Link copied
BlogDescription Disambiguation Is the Highest-Impact Router Intervention I Have Tried
AI Workflow

Description Disambiguation Is the Highest-Impact Router Intervention I Have Tried

KG
Teh Kim GuanACMA · CGMA
2026-05-27 · 7 min read
Description Disambiguation Is the Highest-Impact Router Intervention I Have Tried

Three description rewrites. Twenty-five minutes. Fourteen points of router top-1 accuracy. I have not found another intervention with that effort-to-payoff ratio.

I run a 103-skill corpus, all prefixed kg-, on top of Claude Code. I measure router performance on a 50-case adversarial benchmark: each case has a prompt, an expected skill, a list of acceptable secondaries, and a list of explicitly rejected skills. When I closed the second phase of my context-engineering build last week, top-1 accuracy sat at 94 percent. Earlier in the same session, it was at 80 percent. The 14-point move came from three description rewrites, each of which added a single NOT-clause to a skill that was over-claiming adjacent scope.

I had spent more time in the weeks before that session tightening invocation triggers, adjusting frontmatter, and debating whether to swap the router model. None of that produced 14 points. The descriptions did.


What the public discussion misses

Most AI tooling content frames router accuracy as a model problem. Use a bigger model. Use a longer context window. Give the router more examples. All of that is downstream of the actual issue.

Descriptions written without explicit NOT-clauses produce overlapping claim surfaces. If skill A says "I audit and assess skills" and skill B says "I maintain the skill index," both descriptions are true but neither draws a hard boundary. The router, faced with a prompt that contains both "skills" and an action verb, has to choose between two equally plausible surfaces. It will guess based on token proximity and phrase frequency, not intent. High-confidence guesses are especially dangerous here: the router does not hesitate, so you do not get a signal that disambiguation is needed.

The fix is not to make the descriptions longer or to add more trigger phrases. The fix is to make each description explicitly disclaim the scope of its nearest neighbour. A skill that says "NOT for X, that is Y's job" gives the router a hard wall rather than a soft gradient. The router stops treating the two skills as interchangeable.

The second thing the public discussion misses is the relationship between corpus size and collision frequency. At 10 skills, adjacency collisions are rare. At 50, they are manageable. At 103, they are the dominant source of routing error. The number of potential collision pairs grows faster than the corpus itself. Description quality compounds in importance as the corpus grows, which means the investment in NOT-clauses pays more the later you make it. That is also an argument for making it early.

This is a familiar problem in accounting: a profit and loss account does not get to claim cash receipts that belong on the balance sheet. The chart of accounts is valuable precisely because each account has hard boundaries, not fuzzy ones.


The walkthrough

Before: a confident wrong answer

The case that sharpened this most clearly was adversarial-ce-vs-skills-registry.

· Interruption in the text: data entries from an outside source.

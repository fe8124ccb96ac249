//! job-workflow: ciclo de vida de jobs sobre un motor de completado
//!
//! Crate que orquesta la ejecución de jobs (`job_domain::JobRecord`) contra
//! un `llm_providers::EngineFactory`: generadores simples, concurrentes y por
//! consenso, evaluación, gestión de ejemplos, optimizadores de instrucción y
//! de ejemplos, y el servicio `JobManager` con su fachada `Program`.

pub mod config;
mod engine_call;
pub mod errors;
pub mod evaluation;
pub mod example_manager;
pub mod factory;
pub mod generator;
pub mod instruction;
pub mod manager;
pub mod optimizer;
pub mod program;

pub use config::{GeneratorKind, OptimizerSettings, ProgramSettings, PromptType};
pub use errors::{Result, WorkflowError};
pub use evaluation::{EvalMetrics, EvaluationEngine, Metric};
pub use example_manager::{Combinations, ExampleManager, TestSetMode};
pub use factory::{CreateJobRequest, JobCreator};
pub use generator::{GenerationMetrics, OutputGenerator, ResultOrder, VoteMode};
pub use instruction::InstructionGenerator;
pub use manager::JobManager;
pub use optimizer::{ExampleOptimizer, ExampleSearch, InstructionOptimizer, InstructionSearch};
pub use program::Program;
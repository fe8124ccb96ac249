//! Evaluación de variantes de un job contra un conjunto de ejemplos.
mod engine;
mod metrics;

pub use engine::EvaluationEngine;
pub use metrics::{average, explicit_accuracy, implicit_accuracy, EvalMetrics, Metric};
use crate::jsonl::{append_jsonl, job_dir, read_jsonl};
use job_log::{filter_new, Event, GenerationEntry, Keyed, LogError, LogRepository, Result};
use std::fs;
use std::path::{Path, PathBuf};
use std::sync::Mutex;

pub const EVENT_LOG_FILE: &str = "event_log.jsonl";
pub const GENERATION_LOG_FILE: &str = "generation_log.jsonl";

/// Bitácoras append-only en `<base>/<job_idx>/*.jsonl`.
///
/// Antes de anexar se leen los `event_id` existentes, de modo que volver a
/// vaciar un lote ya persistido no duplica líneas.
pub struct FileLogStore {
  base_path: PathBuf,
  write_lock: Mutex<()>,
}

impl FileLogStore {
  pub fn new(base_path: impl Into<PathBuf>) -> Self {
    Self { base_path: base_path.into(),
           write_lock: Mutex::new(()) }
  }

  fn path(&self, job_idx: &str, file: &str) -> Result<PathBuf> {
    Ok(job_dir(&self.base_path, job_idx)?.join(file))
  }

  fn append<T>(&self, path: &Path, items: &[T]) -> Result<usize>
    where T: Keyed + Clone + serde::Serialize + serde::de::DeserializeOwned
  {
    let _guard = self.write_lock.lock().map_err(|e| LogError::Storage(format!("mutex poisoned: {:?}", e)))?;
    let existing: Vec<T> = read_jsonl(path)?;
    let fresh = filter_new(existing.iter().map(Keyed::key), items);
    append_jsonl(path, &fresh)?;
    Ok(fresh.len())
  }
}

impl LogRepository for FileLogStore {
  fn append_events(&self, job_idx: &str, events: &[Event]) -> Result<usize> {
    self.append(&self.path(job_idx, EVENT_LOG_FILE)?, events)
  }

  fn append_generations(&self, job_idx: &str, entries: &[GenerationEntry]) -> Result<usize> {
    self.append(&self.path(job_idx, GENERATION_LOG_FILE)?, entries)
  }

  fn read_events(&self, job_idx: &str) -> Result<Vec<Event>> {
    read_jsonl(&self.path(job_idx, EVENT_LOG_FILE)?)
  }

  fn read_generations(&self, job_idx: &str) -> Result<Vec<GenerationEntry>> {
    read_jsonl(&self.path(job_idx, GENERATION_LOG_FILE)?)
  }

  fn delete_logs(&self, job_idx: &str) -> Result<()> {
    for file in [EVENT_LOG_FILE, GENERATION_LOG_FILE] {
      let path = self.path(job_idx, file)?;
      if path.exists() {
        fs::remove_file(&path)?;
      }
    }
    Ok(())
  }
}
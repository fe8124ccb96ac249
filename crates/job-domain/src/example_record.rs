// example_record.rs
use crate::DomainError;
use llm_providers::{JsonObject, PromptExample};
use serde::{Deserialize, Serialize};
use std::collections::BTreeMap;
use std::fmt;
use uuid::Uuid;

/// Cómo se verificó la salida de un ejemplo. El rango (1..5) es también el
/// peso usado en `reliability_score`; se persiste como entero.
#[derive(Debug, Clone, Copy, PartialEq, Eq, PartialOrd, Ord, Hash, Serialize, Deserialize)]
#[serde(try_from = "u8", into = "u8")]
pub enum VerificationType {
  SingleVote = 1,
  MajorityVote = 2,
  MajorityGrade = 3,
  UsageVerified = 4,
  HumanVerified = 5,
}

impl VerificationType {
  pub fn weight(&self) -> f64 {
    f64::from(u8::from(*self))
  }
}

impl From<VerificationType> for u8 {
  fn from(v: VerificationType) -> Self {
    v as u8
  }
}

impl TryFrom<u8> for VerificationType {
  type Error = DomainError;

  fn try_from(value: u8) -> Result<Self, Self::Error> {
    match value {
      1 => Ok(Self::SingleVote),
      2 => Ok(Self::MajorityVote),
      3 => Ok(Self::MajorityGrade),
      4 => Ok(Self::UsageVerified),
      5 => Ok(Self::HumanVerified),
      other => Err(DomainError::ValidationError(format!("Tipo de verificación inválido: {}", other))),
    }
  }
}

/// Origen del dato de un ejemplo.
#[derive(Debug, Clone, Copy, PartialEq, Eq, Hash, Serialize, Deserialize, Default)]
pub enum DataType {
  #[default]
  #[serde(rename = "synthetic")]
  Synthetic,
  #[serde(rename = "semi-synthetic")]
  SemiSynthetic,
  #[serde(rename = "real")]
  Real,
}

/// Par (entrada, salida).
#[derive(Debug, Clone, PartialEq, Serialize, Deserialize)]
pub struct Example {
  pub input: JsonObject,
  pub output: JsonObject,
}

impl From<&Example> for PromptExample {
  fn from(e: &Example) -> Self {
    PromptExample { input: e.input.clone(),
                    output: e.output.clone() }
  }
}

/// Ejemplo con procedencia y versionado propio.
#[derive(Debug, Clone, PartialEq, Serialize, Deserialize)]
pub struct ExampleRecord {
  pub idx: String,
  pub example: Example,
  #[serde(default)]
  pub version: u32,
  #[serde(default)]
  pub version_history: BTreeMap<u32, Example>,
  #[serde(default)]
  pub gen_event_id: Option<String>,
  #[serde(default)]
  pub verification_type: Option<VerificationType>,
  #[serde(default)]
  pub reliability: Option<f64>,
  #[serde(default)]
  pub data_type: DataType,
}

impl ExampleRecord {
  pub fn new(input: JsonObject, output: JsonObject) -> Self {
    Self { idx: Uuid::new_v4().simple().to_string(),
           example: Example { input, output },
           version: 0,
           version_history: BTreeMap::new(),
           gen_event_id: None,
           verification_type: None,
           reliability: None,
           data_type: DataType::Synthetic }
  }

  /// Ejemplo sembrado por una persona: `genesis`, verificado y real.
  pub fn seed(input: JsonObject, output: JsonObject) -> Self {
    Self { gen_event_id: Some("genesis".to_string()),
           verification_type: Some(VerificationType::HumanVerified),
           reliability: Some(1.0),
           data_type: DataType::Real,
           ..Self::new(input, output) }
  }

  pub fn with_provenance(mut self,
                         gen_event_id: Option<String>,
                         verification_type: Option<VerificationType>,
                         reliability: Option<f64>,
                         data_type: DataType)
                         -> Self {
    self.gen_event_id = gen_event_id;
    self.verification_type = verification_type;
    self.reliability = reliability;
    self.data_type = data_type;
    self
  }

  pub fn input(&self) -> &JsonObject {
    &self.example.input
  }

  pub fn output(&self) -> &JsonObject {
    &self.example.output
  }

  /// `reliability × peso del tipo de verificación`. Sin `reliability` se
  /// asume 1.0; sin tipo de verificación el peso es 0.
  pub fn reliability_score(&self) -> f64 {
    let weight = self.verification_type.map(|v| v.weight()).unwrap_or(0.0);
    self.reliability.unwrap_or(1.0) * weight
  }

  /// Nueva revisión de la salida: la versión actual pasa al historial.
  pub fn revise(&mut self, output: JsonObject, verification_type: Option<VerificationType>, reliability: Option<f64>) {
    let previous = Example { input: self.example.input.clone(),
                             output: std::mem::replace(&mut self.example.output, output) };
    self.version_history.insert(self.version, previous);
    self.version += 1;
    self.verification_type = verification_type;
    self.reliability = reliability;
  }
}

impl fmt::Display for ExampleRecord {
  fn fmt(&self, f: &mut fmt::Formatter<'_>) -> fmt::Result {
    write!(f,
           "ExampleRecord(idx: {}, v{}, score: {:.2})",
           self.idx,
           self.version,
           self.reliability_score())
  }
}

Prompt: "Update the skills registry with the new kg-ce entry."

Expected route: kg-skills-registry. That skill is responsible for rebuilding the index from disk, adding skill metadata, and maintaining the running count of what is in the corpus.

Actual route before the rewrite: kg-ce at 0.88 confidence score.

That 0.88 is the detail worth pausing on. A low-confidence wrong answer is a hesitation signal. A high-confidence wrong answer means the router is fully committed to the miss and will not back down without new information. It is the most dangerous category of routing failure because it is silent. The system proceeds. The wrong skill runs. Nothing in the output flags the problem.

Why did kg-ce claim this route? Its description said it "audits and assesses skills." The word "skills" appears in the prompt. The word "entry" reads as adjacent to "audit." The router found a plausible surface and committed to it at high confidence.

The rewrite

The fix was one addition to kg-ce's description:

NOT for REGISTRY MAINTENANCE (rebuilding the index from disk, schema migration, adding skill metadata, performance metrics): that is kg-skills-registry's job.

The clause names the activity being disclaimed. It names the correct skill explicitly. It does not hedge.

After: two problems solved at once

After the rewrite, the adversarial-ce-vs-skills-registry case routed to kg-skills-registry as expected.

But there was a second benefit. The same rewrite session restored kg-ce's own trigger phrases for "ce snapshot" prompts. Earlier in the same session, I had over-disclaimed in a draft of the NOT-clause, and "ce snapshot" prompts were being deflected along with the registry prompts. The final rewrite was precise enough that kg-ce now routes its own snapshot trigger correctly at 0.92 confidence, while also refusing the registry route it was wrongly claiming before.

That is what a well-scoped NOT-clause does. It closes one wrong door without closing any right doors. The precision matters. I will come back to what happens when you miss it.


The three-step recipe

This is the pattern anyone running a multi-skill corpus can apply tonight.

Step 1. List the skills your router most often confuses. Do not use hit-or-miss statistics alone. Pull the confidence scores on misses. Sort descending. The cases where the router was most confident and most wrong are the ones that need NOT-clauses first. High-confidence misses mean the claim surfaces are genuinely overlapping, not that the router was uncertain.

Step 2. For each confusion pair, identify the adjacency that is triggering it. It is usually one of three things: an overlapping verb (both skills "assess" or both "manage"), an overlapping object (both skills reference "skills" or "content" or "research"), or an overlapping audience (both skills fire for the same user intent even though their actual operations differ). Name the adjacency precisely before writing anything.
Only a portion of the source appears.